When Soap returns to the Punisher Task Force office, he finds Vera's folder on Westin sitting on his desk. He calls Molly over and shows her all the evidence of him working with the sex trafficking operation. Soap suggests they bring their evidence on Westin and Ennis to city hall. [19]


[19] Soap and Molly discovering the Westin file - thanks to Frank - finally gives them their first chance to really break out of the basement - both literally and metaphorically with their careers. 


Frank returns to his hideout to tell Viorica that he shut down the operation. She gives him a hug to thank him. It’s clearly been many years since Frank was last hugged as he isn’t exactly comfortable with the human contact. Frank takes Viorica to a women’s shelter where they can help her get back on her feet.

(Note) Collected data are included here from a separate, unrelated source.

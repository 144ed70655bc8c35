use shakmaty::{Color, Role};

use crate::rules::{BoardSnapshot, RulesEngine};
use crate::types::{Score, SCORE_MATE};

/// Material value of a piece type
pub fn piece_value(role: Role) -> Score {
    match role {
        Role::Pawn => 100,
        Role::Knight => 320,
        Role::Bishop => 330,
        Role::Rook => 500,
        Role::Queen => 900,
        Role::King => 20_000,
    }
}

/// Material balance of a snapshot seen from `perspective`: own pieces count positive,
/// opponent pieces negative.
pub fn material(snapshot: &BoardSnapshot, perspective: Color) -> Score {
    snapshot
        .pieces()
        .map(|piece| {
            let value = piece_value(piece.role);
            if piece.color == perspective { value } else { -value }
        })
        .sum()
}

/// Evaluates the current position from `perspective`.
/// A checkmate dominates material: the mated side is always the side to move.
pub fn evaluate<R: RulesEngine>(rules: &R, perspective: Color) -> Score {
    if rules.is_checkmate() {
        return if rules.turn() == perspective {
            -SCORE_MATE
        } else {
            SCORE_MATE
        };
    }
    material(&rules.snapshot(), perspective)
}


// Material only: no piece-square tables, mobility or king safety.
// King value is counted for both sides and cancels out while both kings stand.
#[cfg(test)]
mod tests {
    use super::*;
    use crate::rules::RulesEngine;

    #[test]
    fn test_parse_new_game_commands() {
        assert_eq!(parse_command(&["new", "bot"]), Some(Command::NewBot(Color::White)));
        assert_eq!(
            parse_command(&["new", "bot", "black"]),
            Some(Command::NewBot(Color::Black))
        );
        assert_eq!(parse_command(&["NEW", "local"]), Some(Command::NewLocal));
        assert_eq!(parse_command(&["new", "bot", "green"]), None);
        assert_eq!(parse_command(&["new"]), None);
    }

    #[test]
    fn test_parse_click_forms() {
        assert_eq!(parse_command(&["e2"]), Some(Command::Click(Square::E2)));
        assert_eq!(parse_command(&["click", "G8"]), Some(Command::Click(Square::G8)));
        assert_eq!(parse_command(&["click"]), None);
        assert_eq!(parse_command(&["x9"]), None);
    }

    #[test]
    fn test_parse_room_commands() {
        assert_eq!(parse_command(&["create"]), Some(Command::Create));
        assert_eq!(parse_command(&["join", "AB12C"]), Some(Command::Join("AB12C".into())));
        assert_eq!(parse_command(&["join"]), Some(Command::Join(String::new())));
    }

    #[test]
    fn test_parse_misc_commands() {
        assert_eq!(parse_command(&["move", "e2e4"]), Some(Command::Move("e2e4".into())));
        assert_eq!(parse_command(&["d"]), Some(Command::Board));
        assert_eq!(parse_command(&["quit"]), Some(Command::Quit));
        assert_eq!(parse_command(&["undo"]), Some(Command::Undo));
    }

    #[test]
    fn test_parse_setoption_depth() {
        let mut config = EngineConfig::default();
        let tokens = vec!["setoption", "name", "Depth", "value", "5"];
        assert!(parse_setoption(&tokens, &mut config));
        assert_eq!(config.depth, 5);

        let tokens = vec!["setoption", "name", "Depth", "value", "99"];
        assert!(parse_setoption(&tokens, &mut config));
        assert_eq!(config.depth, MAX_DEPTH);
    }

    #[test]
    fn test_parse_setoption_bot_and_clock() {
        let mut config = EngineConfig::default();
        assert!(parse_setoption(&["setoption", "name", "Bot", "value", "random"], &mut config));
        assert_eq!(config.bot, BotKind::Random);
        assert!(parse_setoption(&["setoption", "name", "Clock", "value", "300"], &mut config));
        assert_eq!(config.clock, Duration::from_secs(300));
        assert!(parse_setoption(&["setoption", "name", "Delay", "value", "0"], &mut config));
        assert_eq!(config.bot_delay, Duration::ZERO);
    }

    #[test]
    fn test_parse_setoption_rejects_bad_input() {
        let mut config = EngineConfig::default();
        assert!(!parse_setoption(&["setoption", "name", "Bot", "value", "genius"], &mut config));
        assert!(!parse_setoption(&["setoption", "name", "Clock", "value", "0"], &mut config));
        assert!(!parse_setoption(&["setoption", "name", "Hash", "value", "64"], &mut config));
        assert!(!parse_setoption(&["setoption", "Depth", "3"], &mut config));
        assert_eq!(config.depth, EngineConfig::default().depth);
    }

    #[test]
    fn test_bot_thread_round_trip() {
        let config = EngineConfig {
            depth: 1,
            bot_delay: Duration::ZERO,
            seed: Some(9),
            ..EngineConfig::default()
        };
        let mut session = GameSession::start(GameMode::Bot { human: Color::White }, config);
        session.play_uci("e2e4").unwrap();

        let mut handle = None;
        let mut slot = spawn_bot_if_due(session, &mut handle, Duration::ZERO);
        assert!(slot.is_none(), "session handed to the worker");
        assert!(handle.is_some());
        assert!(wait_for_bot(&mut handle, &mut slot).is_some());
        assert!(handle.is_none());
        let session = slot.expect("session returned");
        assert_eq!(session.rules().ply_count(), 2);
        assert!(session.local_to_move());
    }

    #[test]
    fn test_wait_without_worker_keeps_session() {
        let mut handle = None;
        let mut slot = Some(GameSession::start(GameMode::Local, EngineConfig::default()));
        assert!(wait_for_bot(&mut handle, &mut slot).is_none());
        assert!(slot.is_some());
    }

    #[test]
    fn test_commands_without_game_report_no_game() {
        let mut session = None;
        assert!(matches!(active(&mut session), Err(ParlorError::NoGame)));
        assert_eq!(ParlorError::NoGame.to_string(), "no game in progress");

        let mut session = Some(GameSession::start(GameMode::Local, EngineConfig::default()));
        assert!(active(&mut session).is_ok());
    }

    #[test]
    fn test_no_bot_thread_on_human_turn() {
        let session = GameSession::start(GameMode::Local, EngineConfig::default());
        let mut handle = None;
        assert!(spawn_bot_if_due(session, &mut handle, Duration::ZERO).is_some());
        assert!(handle.is_none());
    }
}
use std::fmt::Write;

use shakmaty::{Color, Piece, Role};

use crate::clock::{Clock, format_time};
use crate::rules::{BoardSnapshot, RulesEngine};
use crate::selection::Selection;
use crate::session::{GameMode, GameSession, color_name};

pub fn piece_symbol(piece: Piece) -> char {
    match (piece.color, piece.role) {
        (Color::White, Role::King) => '♔',
        (Color::White, Role::Queen) => '♕',
        (Color::White, Role::Rook) => '♖',
        (Color::White, Role::Bishop) => '♗',
        (Color::White, Role::Knight) => '♘',
        (Color::White, Role::Pawn) => '♙',
        (Color::Black, Role::King) => '♚',
        (Color::Black, Role::Queen) => '♛',
        (Color::Black, Role::Rook) => '♜',
        (Color::Black, Role::Bishop) => '♝',
        (Color::Black, Role::Knight) => '♞',
        (Color::Black, Role::Pawn) => '♟',
    }
}

/// Draws the grid rank 8 first. `[p]` marks the selected piece, `*` a quiet target and
/// `(p)` a capture target.
pub fn render_board(snapshot: &BoardSnapshot, selection: &Selection) -> String {
    let mut out = String::new();
    for (row, cells) in snapshot.cells.iter().enumerate() {
        let _ = write!(out, "{} ", 8 - row);
        for (col, cell) in cells.iter().enumerate() {
            let sq = BoardSnapshot::square_at(row, col);
            let symbol = cell.map(piece_symbol).unwrap_or('.');
            if selection.square() == Some(sq) {
                let _ = write!(out, "[{}]", symbol);
            } else if let Some(target) = selection.target_at(sq) {
                if target.capture {
                    let _ = write!(out, "({})", symbol);
                } else {
                    out.push_str(" * ");
                }
            } else {
                let _ = write!(out, " {} ", symbol);
            }
        }
        out.push('\n');
    }
    out.push_str("   a  b  c  d  e  f  g  h\n");
    out
}

pub fn render_clock(clock: &Clock) -> String {
    format!(
        "White {} | Black {}",
        format_time(clock.remaining(Color::White)),
        format_time(clock.remaining(Color::Black))
    )
}

pub fn render<R: RulesEngine + Clone>(session: &GameSession<R>) -> String {
    let mut out = render_board(&session.rules().snapshot(), session.selection());
    if let GameMode::Online { room, color } = session.mode() {
        let _ = writeln!(out, "Room {} (you play {})", room, color_name(*color));
    }
    let _ = writeln!(out, "{}", render_clock(session.clock()));
    let _ = writeln!(out, "{}", session.status());
    out
}
//! Client library for the Drasil RNG Oracle service.
//!
//! The oracle service builds and submits the Cardano transactions, this crate
//! only sends the requests for initiating an rngfid, minting and registering
//! an Oracle DID, updating the oracle and querying its random output.
pub mod client;
pub mod config;
pub mod error;
pub mod models;

pub use client::OracleClient;
pub use config::{random_rngfid, ClientConfig};
pub use error::{NornError, Result};
pub use models::*;
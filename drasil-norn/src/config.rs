use crate::error::{NornError, Result};
use crate::models::Network;
use std::fmt;
use std::str::FromStr;
use zeroize::Zeroizing;

pub const RNGFID_PREFIX: &str = "rngfid_";
const RNGFID_RANDOM_LEN: usize = 24;
pub const DEFAULT_OUTPUT_LEN: u32 = 4;
pub const DEFAULT_API_URL: &str = "http://localhost:7000";

/// Creates a new oracle identifier: `rngfid_` followed by 24 hex characters
/// taken from a v4 uuid.
pub fn random_rngfid() -> String {
    let uuid = uuid::Uuid::new_v4().simple().to_string();
    format!("{}{}", RNGFID_PREFIX, &uuid[..RNGFID_RANDOM_LEN])
}

/// Settings shared by every request of an `OracleClient`.
#[derive(Clone)]
pub struct ClientConfig {
    network: Network,
    blockfrost_api_key: Zeroizing<String>,
    wallet_seed: Zeroizing<String>,
    oracle_cbor: String,
    rng_cbor: String,
    ogmios_url: String,
    api_url: String,
    rngfid: String,
    output_len: u32,
}

impl ClientConfig {
    pub fn new(
        network: Network,
        blockfrost_api_key: &str,
        wallet_seed: &str,
        oracle_cbor: &str,
        rng_cbor: &str,
        ogmios_url: &str,
        api_url: &str,
    ) -> Self {
        ClientConfig {
            network,
            blockfrost_api_key: Zeroizing::new(blockfrost_api_key.to_owned()),
            wallet_seed: Zeroizing::new(wallet_seed.to_owned()),
            oracle_cbor: oracle_cbor.to_owned(),
            rng_cbor: rng_cbor.to_owned(),
            ogmios_url: ogmios_url.to_owned(),
            api_url: api_url.to_owned(),
            rngfid: random_rngfid(),
            output_len: DEFAULT_OUTPUT_LEN,
        }
    }

    /// Reuses an existing identifier instead of the generated one.
    pub fn with_rngfid(mut self, rngfid: &str) -> Self {
        self.rngfid = rngfid.to_owned();
        self
    }

    pub fn with_output_len(mut self, output_len: u32) -> Result<Self> {
        if output_len == 0 {
            return Err(NornError::new("random output length must be at least 1"));
        }
        self.output_len = output_len;
        Ok(self)
    }

    /// Loads the configuration from the environment, a `.env` file is read first if present.
    pub fn from_env() -> Result<Self> {
        dotenv::dotenv().ok();
        Self::from_vars(|key| std::env::var(key))
    }

    pub(crate) fn from_vars<F>(var: F) -> Result<Self>
    where
        F: Fn(&str) -> std::result::Result<String, std::env::VarError>,
    {
        let network = Network::from_str(var("RNG_NETWORK")?.trim())
            .map_err(|e| NornError::Config(format!("RNG_NETWORK: {e}")))?;
        let api_url = var("RNG_API_URL").unwrap_or_else(|_| DEFAULT_API_URL.to_string());

        let mut config = ClientConfig::new(
            network,
            &var("BLOCKFROST_API_KEY")?,
            &var("WALLET_SEED")?,
            &var("ORACLE_CBOR")?,
            &var("RNG_CBOR")?,
            &var("OGMIOS_URL")?,
            &api_url,
        );
        if let Ok(rngfid) = var("RNGFID") {
            config = config.with_rngfid(&rngfid);
        }
        if let Ok(len) = var("RNG_OUTPUT_LEN") {
            let len = len
                .trim()
                .parse::<u32>()
                .map_err(|e| NornError::Config(format!("RNG_OUTPUT_LEN: {e}")))?;
            config = config.with_output_len(len)?;
        }
        Ok(config)
    }

    pub fn network(&self) -> Network {
        self.network
    }

    pub fn blockfrost_api_key(&self) -> &str {
        &self.blockfrost_api_key
    }

    pub fn wallet_seed(&self) -> &str {
        &self.wallet_seed
    }

    pub fn oracle_cbor(&self) -> &str {
        &self.oracle_cbor
    }

    pub fn rng_cbor(&self) -> &str {
        &self.rng_cbor
    }

    pub fn ogmios_url(&self) -> &str {
        &self.ogmios_url
    }

    pub fn api_url(&self) -> &str {
        &self.api_url
    }

    pub fn rngfid(&self) -> &str {
        &self.rngfid
    }

    pub fn output_len(&self) -> u32 {
        self.output_len
    }
}

const REDACTED: &str = "<redacted>";

impl fmt::Debug for ClientConfig {
    fn fmt(&self, f: &mut fmt::Formatter<'_>) -> fmt::Result {
        f.debug_struct("ClientConfig")
            .field("network", &self.network)
            .field("blockfrost_api_key", &REDACTED)
            .field("wallet_seed", &REDACTED)
            .field("oracle_cbor", &self.oracle_cbor)
            .field("rng_cbor", &self.rng_cbor)
            .field("ogmios_url", &self.ogmios_url)
            .field("api_url", &self.api_url)
            .field("rngfid", &self.rngfid)
            .field("output_len", &self.output_len)
            .finish()
    }
}

impl fmt::Display for ClientConfig {
    fn fmt(&self, f: &mut fmt::Formatter<'_>) -> fmt::Result {
        writeln!(f, "{{")?;
        writeln!(f, "  \"network\": {},", self.network.id())?;
        writeln!(f, "  \"blockfrostApiKey\": {REDACTED:?},")?;
        writeln!(f, "  \"walletSeed\": {REDACTED:?},")?;
        writeln!(f, "  \"oracleCBOR\": {:?},", self.oracle_cbor)?;
        writeln!(f, "  \"rngCBOR\": {:?},", self.rng_cbor)?;
        writeln!(f, "  \"ogmiosUrl\": {:?},", self.ogmios_url)?;
        writeln!(f, "  \"rngAPIURL\": {:?},", self.api_url)?;
        writeln!(f, "  \"rngfid\": {:?},", self.rngfid)?;
        writeln!(f, "  \"rngOutputLen\": {}", self.output_len)?;
        write!(f, "}}")
    }
}
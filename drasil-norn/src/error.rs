use thiserror::Error;

pub type Result<T> = std::result::Result<T, NornError>;

#[allow(clippy::enum_variant_names)]
#[derive(Error, Debug)]
pub enum NornError {
    /// Transport failure, HTTP error status or undecodable response body.
    #[error("an unexpected error occurred: {0}")]
    Request(String),
    #[error("invalid configuration: {0}")]
    Config(String),
    #[error(transparent)]
    VarError(#[from] std::env::VarError),
    /// Logical error reported by the oracle service inside the envelope.
    #[error("oracle service reported an error: {0}")]
    Server(serde_json::Value),
}

impl NornError {
    pub fn new(msg: &str) -> NornError {
        NornError::Config(msg.to_owned())
    }
}

impl From<reqwest::Error> for NornError {
    fn from(err: reqwest::Error) -> Self {
        NornError::Request(err.to_string())
    }
}

impl From<serde_json::Error> for NornError {
    fn from(err: serde_json::Error) -> Self {
        NornError::Request(err.to_string())
    }
}
use crate::error::{NornError, Result};
use serde::de::DeserializeOwned;
use serde::{Deserialize, Deserializer, Serialize, Serializer};
use std::marker::PhantomData;
use strum::{Display, EnumString};

/// Cardano network the oracle service submits to, sent as numeric id.
#[derive(Debug, Clone, Copy, PartialEq, Eq, Display, EnumString)]
#[strum(ascii_case_insensitive)]
pub enum Network {
    #[strum(to_string = "testnet", serialize = "0")]
    Testnet = 0,
    #[strum(to_string = "mainnet", serialize = "1")]
    Mainnet = 1,
}

impl Network {
    pub fn id(&self) -> u8 {
        *self as u8
    }
}

impl TryFrom<u8> for Network {
    type Error = NornError;

    fn try_from(id: u8) -> Result<Self> {
        match id {
            0 => Ok(Network::Testnet),
            1 => Ok(Network::Mainnet),
            _ => Err(NornError::Config(format!("unknown network id: {id}"))),
        }
    }
}

impl Serialize for Network {
    fn serialize<S>(&self, serializer: S) -> std::result::Result<S::Ok, S::Error>
    where
        S: Serializer,
    {
        serializer.serialize_u8(self.id())
    }
}

impl<'de> Deserialize<'de> for Network {
    fn deserialize<D>(deserializer: D) -> std::result::Result<Self, D::Error>
    where
        D: Deserializer<'de>,
    {
        let id = u8::deserialize(deserializer)?;
        Network::try_from(id).map_err(serde::de::Error::custom)
    }
}

/// Uniform response wrapper returned by the oracle service.
///
/// The body is kept as the service sent it: `data`, `error` and any other
/// top level field stay raw JSON. `T` names the data shape of the call and is
/// only applied by `into_data`.
#[derive(Serialize, Deserialize, Debug, Clone, PartialEq)]
#[serde(bound = "")]
pub struct BaseResponse<T> {
    #[serde(default)]
    pub data: serde_json::Value,
    #[serde(default)]
    pub success: bool,
    #[serde(default)]
    pub error: serde_json::Value,
    #[serde(flatten)]
    pub extra: serde_json::Map<String, serde_json::Value>,
    #[serde(skip)]
    shape: PhantomData<T>,
}

impl<T> BaseResponse<T> {
    pub fn new(data: serde_json::Value, success: bool, error: serde_json::Value) -> Self {
        BaseResponse {
            data,
            success,
            error,
            extra: serde_json::Map::new(),
            shape: PhantomData,
        }
    }
}

impl<T: DeserializeOwned> BaseResponse<T> {
    /// Unwraps the envelope, turning a reported failure into `NornError::Server`.
    pub fn into_data(self) -> Result<T> {
        if !self.success {
            return Err(NornError::Server(self.error));
        }
        if self.data.is_null() {
            return Err(NornError::Request(
                "response envelope carries no data".to_string(),
            ));
        }
        Ok(serde_json::from_value(self.data)?)
    }
}

#[derive(Serialize, Debug)]
#[serde(rename_all = "camelCase")]
pub struct InitRequest<'a> {
    pub network: Network,
    pub blockfrost_api_key: &'a str,
    pub wallet_seed: &'a str,
    #[serde(rename = "CBORhex")]
    pub cbor_hex: &'a str,
    pub rngfid: &'a str,
    pub rnlen: u32,
}

#[derive(Serialize, Debug)]
#[serde(rename_all = "camelCase")]
pub struct MintRequest<'a> {
    pub network: Network,
    pub blockfrost_api_key: &'a str,
    pub wallet_seed: &'a str,
    #[serde(rename = "oracleDIDName")]
    pub oracle_did_name: &'a str,
}

#[derive(Serialize, Debug)]
#[serde(rename_all = "camelCase")]
pub struct RegisterRequest<'a> {
    pub network: Network,
    pub blockfrost_api_key: &'a str,
    pub wallet_seed: &'a str,
    #[serde(rename = "CBORhex")]
    pub cbor_hex: &'a str,
    pub ogmios_url: &'a str,
    pub rngfid: &'a str,
    pub rnlen: u32,
    #[serde(rename = "initRNGTx")]
    pub init_rng_tx: &'a str,
    #[serde(rename = "oracleDIDUnit")]
    pub oracle_did_unit: &'a str,
}

#[derive(Serialize, Debug)]
pub struct UpdateRequest<'a> {
    #[serde(flatten)]
    pub register: RegisterRequest<'a>,
    #[serde(rename = "currUpdatedOracleDIDTx")]
    pub curr_updated_oracle_did_tx: &'a str,
}

#[derive(Serialize, Debug)]
#[serde(rename_all = "camelCase")]
pub struct QueryRequest<'a> {
    pub network: Network,
    pub blockfrost_api_key: &'a str,
    #[serde(rename = "currUpdatedOracleDIDTx")]
    pub curr_updated_oracle_did_tx: &'a str,
}

/// Result of `/api/rng/generate`.
#[derive(Serialize, Deserialize, Debug, Clone, PartialEq, Eq)]
#[serde(rename_all = "camelCase")]
pub struct InitData {
    pub tx_hash: String,
    /// datum hash
    pub datum: String,
    pub rngfid: String,
    pub rnlen: u32,
}

#[derive(Serialize, Deserialize, Debug, Clone, PartialEq, Eq)]
#[serde(rename_all = "camelCase")]
pub struct MintData {
    pub tx_hash: String,
    #[serde(rename = "oracleDIDUnit")]
    pub oracle_did_unit: String,
}

#[derive(Serialize, Deserialize, Debug, Clone, PartialEq, Eq)]
#[serde(rename_all = "camelCase")]
pub struct RegisterData {
    pub tx_hash: String,
    #[serde(rename = "oracleDIDUnit")]
    pub oracle_did_unit: String,
    pub rng_output: String,
}

/// `/api/oracle/update` answers with the same shape as a registration.
pub type UpdateData = RegisterData;

#[derive(Serialize, Deserialize, Debug, Clone, PartialEq, Eq)]
#[serde(rename_all = "camelCase")]
pub struct QueryData {
    pub rng_output: String,
}

#[cfg(test)]
mod tests {
    use super::*;
    use serde_json::json;
    use std::str::FromStr;

    #[test]
    fn network_is_sent_as_number() {
        assert_eq!(serde_json::to_value(Network::Testnet).unwrap(), json!(0));
        assert_eq!(serde_json::to_value(Network::Mainnet).unwrap(), json!(1));
        assert_eq!(
            serde_json::from_value::<Network>(json!(1)).unwrap(),
            Network::Mainnet
        );
        assert!(serde_json::from_value::<Network>(json!(2)).is_err());
    }

    #[test]
    fn network_parses_names_and_ids() {
        assert_eq!(Network::from_str("0").unwrap(), Network::Testnet);
        assert_eq!(Network::from_str("Mainnet").unwrap(), Network::Mainnet);
        assert_eq!(Network::Testnet.to_string(), "testnet");
        assert!(Network::from_str("preview").is_err());
    }

    #[test]
    fn update_request_extends_register_fields() {
        let req = UpdateRequest {
            register: RegisterRequest {
                network: Network::Testnet,
                blockfrost_api_key: "key",
                wallet_seed: "seed",
                cbor_hex: "4e4d01",
                ogmios_url: "ws://localhost:1337",
                rngfid: "rngfid_abc",
                rnlen: 4,
                init_rng_tx: "tx_init",
                oracle_did_unit: "unit",
            },
            curr_updated_oracle_did_tx: "tx_curr",
        };
        assert_eq!(
            serde_json::to_value(&req).unwrap(),
            json!({
                "network": 0,
                "blockfrostApiKey": "key",
                "walletSeed": "seed",
                "CBORhex": "4e4d01",
                "ogmiosUrl": "ws://localhost:1337",
                "rngfid": "rngfid_abc",
                "rnlen": 4,
                "initRNGTx": "tx_init",
                "oracleDIDUnit": "unit",
                "currUpdatedOracleDIDTx": "tx_curr",
            })
        );
    }

    #[test]
    fn failed_envelope_without_data() {
        let resp: BaseResponse<QueryData> =
            serde_json::from_value(json!({"success": false, "error": "no utxo"})).unwrap();
        assert_eq!(resp.data, serde_json::Value::Null);
        match resp.into_data() {
            Err(NornError::Server(e)) => assert_eq!(e, json!("no utxo")),
            other => panic!("unexpected result: {other:?}"),
        }
    }

    #[test]
    fn failed_envelope_with_partial_data() {
        let body = json!({"data": {}, "success": false, "error": "utxo not found"});
        let resp: BaseResponse<QueryData> = serde_json::from_value(body.clone()).unwrap();
        assert_eq!(serde_json::to_value(&resp).unwrap(), body);
        assert!(matches!(resp.into_data(), Err(NornError::Server(_))));
    }

    #[test]
    fn unknown_fields_are_kept() {
        let body = json!({
            "data": {"rngOutput": "42", "slot": 123},
            "success": true,
            "error": null,
            "requestId": "r-17"
        });
        let resp: BaseResponse<QueryData> = serde_json::from_value(body.clone()).unwrap();
        assert_eq!(resp.extra.get("requestId"), Some(&json!("r-17")));
        assert_eq!(serde_json::to_value(&resp).unwrap(), body);
        assert_eq!(resp.into_data().unwrap().rng_output, "42");
    }

    #[test]
    fn missing_success_and_error_default() {
        let resp: BaseResponse<QueryData> =
            serde_json::from_value(json!({"data": {"rngOutput": "42"}})).unwrap();
        assert!(!resp.success);
        assert_eq!(resp.error, serde_json::Value::Null);
        assert_eq!(resp.data, json!({"rngOutput": "42"}));
    }

    #[test]
    fn success_without_data_is_rejected() {
        let resp = BaseResponse::<QueryData>::new(serde_json::Value::Null, true, json!(null));
        assert!(matches!(resp.into_data(), Err(NornError::Request(_))));
    }

    #[test]
    fn mistyped_data_fails_on_conversion_only() {
        let resp: BaseResponse<InitData> =
            serde_json::from_value(json!({"data": {"txHash": 7}, "success": true})).unwrap();
        assert!(matches!(resp.into_data(), Err(NornError::Request(_))));
    }

    #[test]
    fn successful_envelope_into_data() {
        let resp: BaseResponse<InitData> = serde_json::from_value(json!({
            "data": {"txHash": "abc", "datum": "d4", "rngfid": "rngfid_1", "rnlen": 4},
            "success": true,
            "error": null
        }))
        .unwrap();
        let data = resp.into_data().unwrap();
        assert_eq!(data.tx_hash, "abc");
        assert_eq!(data.rnlen, 4);
    }
}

Months later, Frank is seemingly on patrol in front of a diner, but in actuality he is watching Viorica, who is now a waitress there. Viorica thinks she sees Frank outside, but when she goes to the door, he is gone. When Frank returns to his hideout that night, he finds a bag of food that Viorica has left him from the diner. [20] Frank puts on a record and sits down to eat. [21]


[20] This final scene was designed to mirror the final shows of Frank in the first film, but this time around he has other people in his life - Viorica now - for the first time in years. One of the overarching themes of these Punisher films is Frank slowly reconnecting with his own humanity - even if it doesn’t always go well.


[21] That was The Punisher: Last Exit. Thanks for taking another trip down memory lane with me. The third film in the series, The Punisher: Purgatory, is due out next season - so I imagine I will be giving a commentary on that one day too.